Brasil

Pelo fim da pandemia, e pela volta dos abraços

"Abracilda", Marta escreve este texto misturando poesia, música e filme para fazer refletir sobre a ausência dos abraços

Foto: Henrique Kawaminami. Foto: Henrique Kawaminami.

Nunca antes imaginei essa cena. Minha mãe me negar abraço. Logo para a mais "abracilda" no meu círculo de convívio. Aquela dona do "abraço fofo", também definido como "macio".

Mas aconteceu. Mesmo depois de cumprir o protocolo de desinfecção na chegada em casa do trabalho: sapatos e roupas tirados na lavanderia, banho tomado da cabeça aos pés.

Ainda que tenha sido um pedido de brincadeira. "Mãe, queria tanto te dar um abraço". Ela: "nããão", arqueando o corpo para trás e rindo, num tom meio engraçado, meio sério.

É assim, nos dias de pandemia! O abraço inevitável tem sido o do luto, do qual estamos tentando escapar.

Congresso Internacional do Medo

Provisoriamente não cantaremos o amor,

que se refugiou mais abaixo dos subterrâneos.

Cantaremos o medo, que esteriliza os abraços,

não cantaremos o ódio, porque este não existe,

existe apenas o medo, nosso pai e nosso companheiro,

o medo grande dos sertões, dos mares, dos desertos,

o medo dos soldados, o medo das mães, o medo das igrejas,

cantaremos o medo dos ditadores, o medo dos democratas,

cantaremos o medo da morte e o medo de depois da morte.

Depois morreremos de medo

e sobre nossos túmulos nascerão flores amarelas e medrosas”

Poesia de Carlos Drummond de Andrade.

Tenho pensado e ouvido muito sobre o quanto sinto falta de abraçar, de afofar as pessoas, até as nem tão próximas. Nem todo mundo sente, mas eu sim e os próximos sabem disso.

Cá está uma das mais adeptas da abraçoterapia.

Distribuir amplexos, o outro nome do dicionário, é bem coisa de Marta.

Pois não lembro mais do último ganhador desse carinho. Não me recordo de quem recebi. Ou quem retribuiu. Porque é assim: tem abraço que vai e vem. Tem aquele que vem e não vai, ou o contrário.

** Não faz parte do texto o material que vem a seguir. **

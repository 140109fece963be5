//! Outbound response envelope.
//!
//! The gateway expects the handler's reply as:
//!
//! ```text
//! {"statusCode": 200, "headers": {...}, "body": "<base64>", "isBase64Encoded": true}
//! ```
//!
//! Headers are single strings per name (multiple values comma-joined) and the
//! body is always base64 when present.

use std::collections::BTreeMap;

use bytes::Bytes;
use serde::{Deserialize, Serialize};

use crate::codec::decode_body;
use crate::error::DecodeError;
use crate::event::is_false;

/// Response envelope returned to the gateway.
#[derive(Clone, Debug, Default, PartialEq, Eq, Serialize, Deserialize)]
#[serde(rename_all = "camelCase")]
pub struct OutgoingEnvelope {
    #[serde(default)]
    pub status_code: u16,
    #[serde(default, skip_serializing_if = "BTreeMap::is_empty")]
    pub headers: BTreeMap<String, String>,
    #[serde(default, skip_serializing_if = "String::is_empty")]
    pub body: String,
    #[serde(default, skip_serializing_if = "is_false")]
    pub is_base64_encoded: bool,
}

impl OutgoingEnvelope {
    /// Get a header value by name, ignoring ASCII case.
    pub fn header(&self, name: &str) -> Option<&str> {
        crate::headers::header_value(&self.headers, name)
    }

    /// Decode the body back to raw bytes.
    pub fn body_bytes(&self) -> Result<Bytes, DecodeError> {
        decode_body(self.body.clone(), self.is_base64_encoded)
    }
}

Pode ter sido dessas pessoas reativas ao contato físico gratuito, que negaceia e tenta fugir, e às vezes acaba cedendo.  Talvez tenha sido em alguém "grudento", capaz de devolver o gesto até com mais apego. E, claro, existe a chance de ter ocorrido só o abraço-protocolo, para não fazer feio.

Poema feito pelo escritor moçambicano Mia Couto, quando o sul-mato-grossense Manoel de Barros morreu, em 2014.

Até do aperto trocado sem muito ânimo, começo a ter saudades. Porque faz bem, alivia num momento de tensão e, quando nada mais ajuda ou resolve, solta as lágrimas da raiva ou de tristeza. Acalanta, conforta. Revigora. Mata saudades. Cria sentimento.

É troca de energia. Pura e simples. Há uma amiga, também abracilda, capaz de ampliar o afeto. Ela mistura muxoxo verbal, um demorado hummmmm, e a cena fica engraçada. Gosto. Arranca, também, sorriso.

A vida está mais difícil, né?. Tem de ficar em casa, quando dá, tem de lavar as mãos, sempre que dá. Tem medo de gente, pois o agente minúsculo pode estar no meio da conversa, contaminador. Pequenino, mas poderoso, pandêmico, mundial.

Faz a gente ter medo de gente. Faz ficar sem abraçar.  A intenção está quebrada ao meio. Sem prazo para concretizar.
 

O Abraço Partido, filme argentino de 2004


Covid 19, Sars-Cov2, novo coronavírus, corona, coronga. O nome não importa. Como quase tudo na vida, é o significado a grande diferença.

O vírus que "veio do nada", lá do outro lado do mundo, é invisível, silencioso, insidioso. E está nos roubando muito, nos levando momentos caros.

O micróbio furta a saúde, furta vidas. Nos afana, imperceptivelmente, coisas cuja grandeza  economista nenhum explica, cientista nenhum decifra. Impede a demonstração de afeição para muitos em descrédito, e que a proibição em nome da vida faz dar valor. Quero de novo, sem censura e com esse fantasma em forma de vírus longe de nós.

Bichinho feio, devolva meus abraços. E, junto, um mundo de mais amor.